START PROVIDED DATA

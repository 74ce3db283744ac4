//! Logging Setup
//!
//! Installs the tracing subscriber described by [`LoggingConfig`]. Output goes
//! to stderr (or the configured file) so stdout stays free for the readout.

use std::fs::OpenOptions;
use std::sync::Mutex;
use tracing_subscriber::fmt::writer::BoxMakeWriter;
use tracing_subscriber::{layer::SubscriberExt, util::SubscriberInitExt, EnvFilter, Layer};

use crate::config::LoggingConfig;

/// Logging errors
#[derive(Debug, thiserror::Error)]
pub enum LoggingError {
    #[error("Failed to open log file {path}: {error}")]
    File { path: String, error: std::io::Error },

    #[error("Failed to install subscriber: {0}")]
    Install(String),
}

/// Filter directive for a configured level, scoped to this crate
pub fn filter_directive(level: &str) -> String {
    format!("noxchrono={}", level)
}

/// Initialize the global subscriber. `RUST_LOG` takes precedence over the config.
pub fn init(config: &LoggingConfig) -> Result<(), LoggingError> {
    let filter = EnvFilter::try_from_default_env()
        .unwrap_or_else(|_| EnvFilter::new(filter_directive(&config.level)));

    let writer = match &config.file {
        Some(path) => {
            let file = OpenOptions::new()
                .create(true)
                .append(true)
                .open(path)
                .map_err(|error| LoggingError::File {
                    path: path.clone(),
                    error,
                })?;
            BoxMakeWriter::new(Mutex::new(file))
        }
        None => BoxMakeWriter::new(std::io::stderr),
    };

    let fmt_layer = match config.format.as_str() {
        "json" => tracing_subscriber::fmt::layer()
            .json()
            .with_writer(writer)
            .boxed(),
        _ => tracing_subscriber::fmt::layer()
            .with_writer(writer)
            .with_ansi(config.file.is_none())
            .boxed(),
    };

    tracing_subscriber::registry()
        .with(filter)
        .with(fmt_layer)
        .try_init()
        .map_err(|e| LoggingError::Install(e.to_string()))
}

END PROVIDED DATA
START PROVIDED DATA

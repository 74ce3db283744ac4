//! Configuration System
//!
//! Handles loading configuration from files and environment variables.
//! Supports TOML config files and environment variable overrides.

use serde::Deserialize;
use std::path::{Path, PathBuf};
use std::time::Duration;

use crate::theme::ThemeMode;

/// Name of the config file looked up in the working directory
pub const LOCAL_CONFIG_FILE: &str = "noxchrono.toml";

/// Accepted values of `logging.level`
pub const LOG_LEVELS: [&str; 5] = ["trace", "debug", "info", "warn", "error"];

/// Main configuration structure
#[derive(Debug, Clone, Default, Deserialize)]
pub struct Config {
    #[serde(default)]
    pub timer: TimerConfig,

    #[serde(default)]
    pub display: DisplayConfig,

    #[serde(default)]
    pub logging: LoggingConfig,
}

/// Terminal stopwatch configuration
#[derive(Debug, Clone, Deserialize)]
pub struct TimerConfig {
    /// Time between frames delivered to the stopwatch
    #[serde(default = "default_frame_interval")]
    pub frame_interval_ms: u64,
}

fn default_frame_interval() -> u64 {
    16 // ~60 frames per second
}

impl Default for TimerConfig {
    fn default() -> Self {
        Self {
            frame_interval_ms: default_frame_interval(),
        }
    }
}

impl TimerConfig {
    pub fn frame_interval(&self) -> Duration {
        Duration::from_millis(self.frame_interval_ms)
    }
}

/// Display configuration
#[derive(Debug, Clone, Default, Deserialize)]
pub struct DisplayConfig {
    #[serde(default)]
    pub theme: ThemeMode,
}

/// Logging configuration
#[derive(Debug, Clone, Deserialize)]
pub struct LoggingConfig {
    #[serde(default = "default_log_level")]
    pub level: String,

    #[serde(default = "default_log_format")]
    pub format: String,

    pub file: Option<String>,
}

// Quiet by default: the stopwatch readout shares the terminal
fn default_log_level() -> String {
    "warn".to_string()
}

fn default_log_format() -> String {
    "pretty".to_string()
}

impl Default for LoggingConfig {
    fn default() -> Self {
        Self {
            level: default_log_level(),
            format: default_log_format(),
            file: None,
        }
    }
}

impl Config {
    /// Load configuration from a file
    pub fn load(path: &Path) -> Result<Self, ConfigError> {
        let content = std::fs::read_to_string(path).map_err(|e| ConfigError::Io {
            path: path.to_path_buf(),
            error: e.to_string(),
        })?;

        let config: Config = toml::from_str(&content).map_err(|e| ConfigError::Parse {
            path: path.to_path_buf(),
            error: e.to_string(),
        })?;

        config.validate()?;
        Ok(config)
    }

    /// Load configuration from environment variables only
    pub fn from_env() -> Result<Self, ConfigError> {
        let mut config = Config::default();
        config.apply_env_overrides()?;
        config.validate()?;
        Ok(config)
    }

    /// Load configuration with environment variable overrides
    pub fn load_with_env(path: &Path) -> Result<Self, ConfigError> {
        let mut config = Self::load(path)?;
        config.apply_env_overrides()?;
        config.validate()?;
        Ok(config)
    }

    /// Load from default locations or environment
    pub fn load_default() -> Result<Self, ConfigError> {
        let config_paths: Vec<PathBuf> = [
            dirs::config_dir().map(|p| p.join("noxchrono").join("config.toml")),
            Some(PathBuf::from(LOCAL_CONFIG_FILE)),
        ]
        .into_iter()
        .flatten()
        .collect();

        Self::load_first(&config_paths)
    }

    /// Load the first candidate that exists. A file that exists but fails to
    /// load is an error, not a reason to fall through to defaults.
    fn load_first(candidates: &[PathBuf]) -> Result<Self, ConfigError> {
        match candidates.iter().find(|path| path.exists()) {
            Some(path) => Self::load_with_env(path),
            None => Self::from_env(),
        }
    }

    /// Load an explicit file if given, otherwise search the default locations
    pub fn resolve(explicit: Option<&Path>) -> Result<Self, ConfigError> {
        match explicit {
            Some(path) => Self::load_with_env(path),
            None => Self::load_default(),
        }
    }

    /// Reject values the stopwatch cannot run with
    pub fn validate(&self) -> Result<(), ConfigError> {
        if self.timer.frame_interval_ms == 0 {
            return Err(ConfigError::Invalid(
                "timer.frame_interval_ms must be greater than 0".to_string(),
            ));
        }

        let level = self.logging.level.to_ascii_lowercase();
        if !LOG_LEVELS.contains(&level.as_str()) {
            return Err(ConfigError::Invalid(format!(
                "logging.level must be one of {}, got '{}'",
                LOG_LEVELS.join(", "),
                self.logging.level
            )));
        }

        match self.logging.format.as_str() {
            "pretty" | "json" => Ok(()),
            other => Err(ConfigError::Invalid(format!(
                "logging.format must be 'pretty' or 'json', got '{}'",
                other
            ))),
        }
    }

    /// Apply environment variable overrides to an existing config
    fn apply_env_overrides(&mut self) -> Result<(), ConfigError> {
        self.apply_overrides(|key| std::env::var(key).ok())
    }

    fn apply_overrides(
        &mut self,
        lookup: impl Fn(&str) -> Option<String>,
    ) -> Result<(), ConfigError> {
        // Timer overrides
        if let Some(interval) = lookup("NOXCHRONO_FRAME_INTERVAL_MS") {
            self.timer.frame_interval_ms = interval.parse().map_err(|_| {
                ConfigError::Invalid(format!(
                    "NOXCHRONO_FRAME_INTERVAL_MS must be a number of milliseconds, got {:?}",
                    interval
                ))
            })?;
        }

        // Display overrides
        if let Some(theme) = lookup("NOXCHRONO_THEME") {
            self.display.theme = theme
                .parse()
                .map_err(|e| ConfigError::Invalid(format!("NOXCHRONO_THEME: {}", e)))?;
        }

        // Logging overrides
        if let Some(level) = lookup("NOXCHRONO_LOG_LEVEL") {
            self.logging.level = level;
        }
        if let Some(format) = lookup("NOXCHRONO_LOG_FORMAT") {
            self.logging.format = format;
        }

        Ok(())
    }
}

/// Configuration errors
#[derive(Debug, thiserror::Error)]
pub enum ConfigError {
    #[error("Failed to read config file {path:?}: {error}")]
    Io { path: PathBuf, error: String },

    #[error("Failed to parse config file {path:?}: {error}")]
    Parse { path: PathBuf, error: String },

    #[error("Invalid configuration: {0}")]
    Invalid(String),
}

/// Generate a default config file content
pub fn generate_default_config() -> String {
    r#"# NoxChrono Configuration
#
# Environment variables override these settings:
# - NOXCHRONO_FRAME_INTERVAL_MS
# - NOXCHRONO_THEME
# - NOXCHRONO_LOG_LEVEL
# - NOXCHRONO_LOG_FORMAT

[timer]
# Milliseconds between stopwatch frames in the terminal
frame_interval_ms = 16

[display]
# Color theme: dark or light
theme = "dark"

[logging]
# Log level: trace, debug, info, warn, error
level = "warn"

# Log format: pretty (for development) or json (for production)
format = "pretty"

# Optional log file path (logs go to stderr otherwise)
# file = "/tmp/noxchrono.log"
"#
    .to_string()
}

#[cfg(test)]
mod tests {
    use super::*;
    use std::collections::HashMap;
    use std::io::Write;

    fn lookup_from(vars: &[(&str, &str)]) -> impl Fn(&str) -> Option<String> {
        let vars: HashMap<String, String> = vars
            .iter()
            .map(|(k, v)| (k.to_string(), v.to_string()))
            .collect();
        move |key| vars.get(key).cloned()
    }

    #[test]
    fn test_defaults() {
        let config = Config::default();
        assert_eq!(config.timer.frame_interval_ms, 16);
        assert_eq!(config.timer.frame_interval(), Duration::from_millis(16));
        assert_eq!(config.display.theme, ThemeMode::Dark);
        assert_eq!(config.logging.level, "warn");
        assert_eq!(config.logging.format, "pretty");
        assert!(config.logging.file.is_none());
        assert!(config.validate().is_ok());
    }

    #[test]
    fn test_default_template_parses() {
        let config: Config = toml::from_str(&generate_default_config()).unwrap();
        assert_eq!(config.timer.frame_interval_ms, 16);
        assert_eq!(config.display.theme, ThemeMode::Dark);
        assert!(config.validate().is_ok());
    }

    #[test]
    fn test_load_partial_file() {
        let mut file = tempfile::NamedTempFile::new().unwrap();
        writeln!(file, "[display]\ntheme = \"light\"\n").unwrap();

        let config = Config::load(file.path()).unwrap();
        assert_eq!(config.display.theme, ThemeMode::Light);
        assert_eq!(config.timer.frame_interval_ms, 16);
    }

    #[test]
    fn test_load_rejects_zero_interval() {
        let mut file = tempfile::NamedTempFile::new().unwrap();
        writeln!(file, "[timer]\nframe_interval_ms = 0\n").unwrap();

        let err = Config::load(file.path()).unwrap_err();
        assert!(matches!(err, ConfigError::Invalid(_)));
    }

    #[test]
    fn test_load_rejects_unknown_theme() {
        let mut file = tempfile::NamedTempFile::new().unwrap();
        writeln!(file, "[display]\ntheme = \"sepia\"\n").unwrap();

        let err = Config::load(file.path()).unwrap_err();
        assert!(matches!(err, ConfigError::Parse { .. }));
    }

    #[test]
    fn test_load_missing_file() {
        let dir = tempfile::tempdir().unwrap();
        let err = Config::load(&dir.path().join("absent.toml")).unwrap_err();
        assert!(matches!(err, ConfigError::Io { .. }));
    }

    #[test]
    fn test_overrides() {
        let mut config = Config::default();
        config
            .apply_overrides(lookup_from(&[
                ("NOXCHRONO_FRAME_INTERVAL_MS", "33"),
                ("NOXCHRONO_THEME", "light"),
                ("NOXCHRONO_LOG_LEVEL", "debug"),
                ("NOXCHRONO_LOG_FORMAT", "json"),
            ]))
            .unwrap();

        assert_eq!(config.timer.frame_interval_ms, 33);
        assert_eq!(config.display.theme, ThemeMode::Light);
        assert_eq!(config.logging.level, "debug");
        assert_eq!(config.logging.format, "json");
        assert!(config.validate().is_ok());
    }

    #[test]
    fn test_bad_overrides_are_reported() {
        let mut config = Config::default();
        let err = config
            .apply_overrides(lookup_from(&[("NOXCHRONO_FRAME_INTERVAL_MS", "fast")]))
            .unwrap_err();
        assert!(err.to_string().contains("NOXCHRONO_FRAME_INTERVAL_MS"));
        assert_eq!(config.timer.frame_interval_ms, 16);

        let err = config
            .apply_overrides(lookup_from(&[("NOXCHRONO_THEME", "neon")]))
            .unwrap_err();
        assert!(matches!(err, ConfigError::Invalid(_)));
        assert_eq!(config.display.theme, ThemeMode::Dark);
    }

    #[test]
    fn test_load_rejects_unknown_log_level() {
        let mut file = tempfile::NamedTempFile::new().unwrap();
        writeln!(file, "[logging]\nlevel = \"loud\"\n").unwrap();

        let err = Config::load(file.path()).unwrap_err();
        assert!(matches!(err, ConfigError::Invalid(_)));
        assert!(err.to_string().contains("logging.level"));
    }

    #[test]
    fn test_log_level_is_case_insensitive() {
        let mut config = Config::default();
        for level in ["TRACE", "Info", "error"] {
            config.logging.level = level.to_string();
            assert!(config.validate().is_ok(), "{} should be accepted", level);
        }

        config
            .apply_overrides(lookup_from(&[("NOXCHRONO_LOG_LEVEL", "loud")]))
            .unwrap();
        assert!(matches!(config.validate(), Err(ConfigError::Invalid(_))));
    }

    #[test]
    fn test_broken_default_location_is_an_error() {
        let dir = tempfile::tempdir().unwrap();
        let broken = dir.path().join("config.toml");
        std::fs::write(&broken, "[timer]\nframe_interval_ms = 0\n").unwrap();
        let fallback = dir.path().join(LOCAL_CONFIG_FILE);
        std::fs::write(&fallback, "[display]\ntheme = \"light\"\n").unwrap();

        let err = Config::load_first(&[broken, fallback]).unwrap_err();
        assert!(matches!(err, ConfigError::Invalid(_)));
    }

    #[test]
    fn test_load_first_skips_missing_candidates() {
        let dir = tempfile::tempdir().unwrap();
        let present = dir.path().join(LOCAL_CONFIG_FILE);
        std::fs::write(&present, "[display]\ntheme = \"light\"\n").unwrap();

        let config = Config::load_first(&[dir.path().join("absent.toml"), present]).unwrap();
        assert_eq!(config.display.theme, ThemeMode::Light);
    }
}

END PROVIDED DATA

- YOUR INSTRUCTIONS: Copy each line of the preceding material that contains "enum".

- FINISHED TASK:
pub enum LoggingError {
pub enum ConfigError {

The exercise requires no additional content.